The contract has three components:
- Schema: the exact structure of the output (JSON schema, markdown template, file naming convention)
- Validation: how the consuming stage verifies the output is complete and correctly formed
- Failure protocol: what happens if the output is malformed or missing
In the blog-autopilot pipeline, the handoff contract between research and write:
- Schema:
research.jsonwith fieldssummary,sources[],key_claims[],angle - Validation: the write agent checks for all required fields before proceeding. Missing fields → alert and halt, do not attempt to write with incomplete context
- Failure protocol: if research fails, the write stage does not spawn. The orchestrator logs the failure and notifies via Discord
The Apollo Pipeline as a Decomposition Walkthrough
The Apollo daily video pipeline — research → script → voice synthesis → video assembly → Discord notification — is a decomposition exercise with real production constraints.
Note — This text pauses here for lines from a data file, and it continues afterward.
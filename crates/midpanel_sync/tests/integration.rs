//! Integration tests for the reconciliation engine and write coordinator.

use midpanel_coordinator::{
    Charge, CoordinatorConfig, CoordinatorError, IntentJournal, RecoveryOutcome, WriteCoordinator,
    WriteOp,
};
use midpanel_core::{
    AccountPatch, Actor, Currency, DeviceId, NewAccount, Reseller, ResellerId, Role, Scope,
};
use midpanel_ledger::{LedgerStore, Window};
use midpanel_store::{AssignmentStore, MirrorStore, PanelDir, ResellerDirectory, ScopeLocks};
use midpanel_sync::{EngineConfig, ReconcileEngine};
use midpanel_upstream::{MockUpstream, UpstreamClient, UpstreamError};
use std::sync::Arc;
use tempfile::TempDir;

/// A full panel wired over one temporary directory: the coordinator writes
/// through the primary mock, and the engine rebuilds the mirror from it.
struct Panel {
    _temp: TempDir,
    dir: Arc<PanelDir>,
    primary: Arc<MockUpstream>,
    secondary: Arc<MockUpstream>,
    mirror: Arc<MirrorStore>,
    resellers: Arc<ResellerDirectory>,
    ledger: Arc<LedgerStore>,
    coordinator: WriteCoordinator,
    engine: ReconcileEngine,
}

fn panel_with(config: CoordinatorConfig) -> Panel {
    let temp = TempDir::new().unwrap();
    let dir = Arc::new(PanelDir::open(&temp.path().join("panel"), true).unwrap());
    let mirror = Arc::new(MirrorStore::open(Arc::clone(&dir)).unwrap());
    let resellers = Arc::new(ResellerDirectory::open(Arc::clone(&dir)).unwrap());
    let ledger = Arc::new(LedgerStore::open(&dir).unwrap());
    let primary = Arc::new(MockUpstream::new().with_name("primary"));
    let secondary = Arc::new(MockUpstream::new().with_name("backup"));

    let coordinator = WriteCoordinator::new(
        Arc::clone(&primary) as Arc<dyn UpstreamClient>,
        Arc::clone(&mirror),
        Arc::clone(&resellers),
        Arc::clone(&ledger),
        IntentJournal::open(&dir).unwrap(),
        config,
    )
    .with_secondary(Arc::clone(&secondary) as Arc<dyn UpstreamClient>);

    let engine = ReconcileEngine::new(
        Arc::clone(&primary) as Arc<dyn UpstreamClient>,
        Arc::clone(&mirror),
        AssignmentStore::new(Arc::clone(&dir)),
        Arc::clone(&ledger),
        Arc::new(ScopeLocks::default()),
        EngineConfig::new().with_default_country_code("971"),
    );

    Panel {
        _temp: temp,
        dir,
        primary,
        secondary,
        mirror,
        resellers,
        ledger,
        coordinator,
        engine,
    }
}

fn panel() -> Panel {
    panel_with(CoordinatorConfig::new().with_default_country_code("971"))
}

fn admin() -> Actor {
    Actor::new("root", None, Role::SuperAdmin)
}

fn aed() -> Currency {
    Currency::parse("AED").unwrap()
}

fn device(n: u8) -> DeviceId {
    DeviceId::parse(&format!("00:1A:79:00:00:{n:02X}")).unwrap()
}

fn new_account(n: u8, handle: &str, owner: u64) -> NewAccount {
    NewAccount {
        device_id: device(n),
        handle: handle.to_owned(),
        full_name: "Test Subscriber".to_owned(),
        phone: "0501234567".to_owned(),
        email: String::new(),
        plan: None,
        owner: Some(ResellerId::new(owner)),
    }
}

fn month(price_minor: i64) -> Charge {
    Charge::new(price_minor, aed(), "gold 1m")
}

fn seed_reseller(panel: &Panel, id: u64) {
    panel
        .resellers
        .upsert(Reseller::new(ResellerId::new(id), format!("Branch {id}"), aed()))
        .unwrap();
}

#[test]
fn coordinated_writes_survive_a_reconcile_pass() {
    let p = panel();
    seed_reseller(&p, 1);

    // Two accounts sold through the coordinator.
    p.coordinator
        .apply(
            WriteOp::Create {
                account: new_account(1, "sub001", 1),
                charge: Some(month(10_000)),
            },
            &admin(),
        )
        .unwrap();
    p.coordinator
        .apply(
            WriteOp::Create {
                account: new_account(2, "sub002", 1),
                charge: Some(month(10_000)),
            },
            &admin(),
        )
        .unwrap();

    let before = p.ledger.balance(ResellerId::new(1), Window::ALL);
    assert_eq!(before.closing_balance, 20_000);

    // A full rebuild from the same endpoint finds exactly those accounts.
    let report = p.engine.reconcile(None, &admin()).unwrap();
    assert_eq!(report.synced, 2);
    assert_eq!(report.orphans_detected, 0);

    // Ownership and phone normalization agree between the two write paths.
    let row = p.mirror.get(&device(1)).unwrap();
    assert_eq!(row.owner, Some(ResellerId::new(1)));
    assert_eq!(row.phone, "+971501234567");

    // Rebuilding the mirror never touches money.
    let after = p.ledger.balance(ResellerId::new(1), Window::ALL);
    assert_eq!(after.closing_balance, before.closing_balance);
}

#[test]
fn renewals_reconcile_into_the_mirror() {
    let p = panel();
    seed_reseller(&p, 1);
    p.coordinator
        .apply(
            WriteOp::Create {
                account: new_account(1, "sub001", 1),
                charge: Some(month(10_000)),
            },
            &admin(),
        )
        .unwrap();

    // Renew for another month: new expiry upstream, second sale billed.
    let patch = AccountPatch {
        expires_at: Some(1_790_000_000_000),
        ..AccountPatch::default()
    };
    p.coordinator
        .apply(
            WriteOp::Update {
                device: device(1),
                patch,
                charge: Some(month(10_000)),
            },
            &admin(),
        )
        .unwrap();

    let report = p.engine.reconcile(None, &admin()).unwrap();
    assert_eq!(report.synced, 1);

    let row = p.mirror.get(&device(1)).unwrap();
    assert_eq!(row.expires_at, Some(1_790_000_000_000));
    assert_eq!(row.owner, Some(ResellerId::new(1)));

    let balance = p.ledger.balance(ResellerId::new(1), Window::ALL);
    assert_eq!(balance.total_sales, 20_000);
    assert_eq!(balance.closing_balance, 20_000);
}

#[test]
fn recovery_sweep_closes_the_gap_left_by_a_failed_dual_create() {
    let p = panel_with(
        CoordinatorConfig::new()
            .with_dual_endpoint(true)
            .with_default_country_code("971"),
    );
    seed_reseller(&p, 1);

    // The secondary takes the create, the primary refuses it, and the
    // compensating delete fails as well: the replicas now disagree.
    p.primary
        .set_create_error(Some(UpstreamError::unavailable("maintenance window")));
    p.secondary
        .set_delete_error(Some(UpstreamError::unavailable("maintenance window")));
    let err = p
        .coordinator
        .apply(
            WriteOp::Create {
                account: new_account(1, "sub001", 1),
                charge: None,
            },
            &admin(),
        )
        .unwrap_err();
    assert!(matches!(err, CoordinatorError::ConsistencyViolation { .. }));
    assert_eq!(p.coordinator.pending_intents().len(), 1);
    assert_eq!(p.secondary.current_accounts().len(), 1);

    // Once the secondary answers again, the sweep owes it one delete.
    p.secondary.set_delete_error(None);
    let swept = p.coordinator.recover().unwrap();
    assert_eq!(swept.len(), 1);
    assert!(matches!(swept[0].outcome, RecoveryOutcome::Swept));
    assert!(p.coordinator.pending_intents().is_empty());
    assert!(p.secondary.current_accounts().is_empty());

    // A rebuild from the secondary shows no trace of the failed create.
    let engine = ReconcileEngine::new(
        Arc::clone(&p.secondary) as Arc<dyn UpstreamClient>,
        Arc::clone(&p.mirror),
        AssignmentStore::new(Arc::clone(&p.dir)),
        Arc::clone(&p.ledger),
        Arc::new(ScopeLocks::default()),
        EngineConfig::new(),
    );
    let report = engine.reconcile(None, &admin()).unwrap();
    assert_eq!(report.synced, 0);
    assert!(p.mirror.is_empty());
}

#[test]
fn coordinator_deletes_keep_mirror_and_endpoint_agreed() {
    let p = panel();
    seed_reseller(&p, 1);
    p.coordinator
        .apply(
            WriteOp::Create {
                account: new_account(1, "sub001", 1),
                charge: None,
            },
            &admin(),
        )
        .unwrap();
    p.coordinator
        .apply(
            WriteOp::Create {
                account: new_account(2, "sub002", 1),
                charge: None,
            },
            &admin(),
        )
        .unwrap();
    assert_eq!(p.engine.reconcile(None, &admin()).unwrap().synced, 2);

    p.coordinator
        .apply(
            WriteOp::Delete {
                handle: "sub001".to_owned(),
            },
            &admin(),
        )
        .unwrap();

    // The coordinator already dropped the mirror row, so the next pass has
    // nothing to report as an orphan.
    let report = p.engine.reconcile(None, &admin()).unwrap();
    assert_eq!(report.synced, 1);
    assert_eq!(report.orphans_detected, 0);
    assert!(p.ledger.orphans_for(Scope::AllResellers, Window::ALL).is_empty());
    assert!(p.mirror.get(&device(1)).is_none());
    assert_eq!(p.mirror.len(), 1);
}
Top-level intent: "Produce a daily YouTube video for @TheCodeWhispererKnox."
Decomposed:
- Research (independent): gather trending AI/engineering topics via web search. Output:
topics.json - Script (sequential, depends on 1): write a 5-minute video script for the selected topic. Output:
script.md - Voice (sequential, depends on 2): send script to ElevenLabs API. Output:
audio.mp3 - Visuals (parallel with 3 after 2 completes): generate thumbnail image with Gemini/Leonardo. Output:
thumbnail.png - Assembly (sequential, depends on 3+4): HeyGen assembles video with digital twin. Output: video URL
- Notify (sequential, depends on 5): Discord notification with video link
Steps 3 and 4 are parallel — audio synthesis and image generation share no dependencies after the script exists. Steps 1 and 5 are on the critical path. Every other step is optimization.
The parallel to decomposition: map what your workflow has in abundance (independent work that can parallelize) and where it is constrained (sequential dependencies that force serialization). Optimize the constrained path. Parallelize the abundant path.
Lesson 66 Drill
Take a workflow you run manually or want to automate. Write out every step as a discrete subtask. For each pair of subtasks, answer: does step B need step A's output to begin?
Draw the dependency graph. Identify the critical path. Identify the parallel opportunities.
For each subtask, write the handoff contract: what does this subtask produce, in what format, verified how?
That graph and those contracts are your fleet blueprint. Building the agents comes after.
Bottom Line
Decomposition before dispatch. Every time.
The orchestrator's job begins before the first agent spawns: map the work, identify dependencies, define handoff contracts, mark the critical path. Agents execute decompositions — they do not create them.
Get the decomposition right and the fleet runs predictably. Get it wrong and you find out at merge time, when the damage is already done.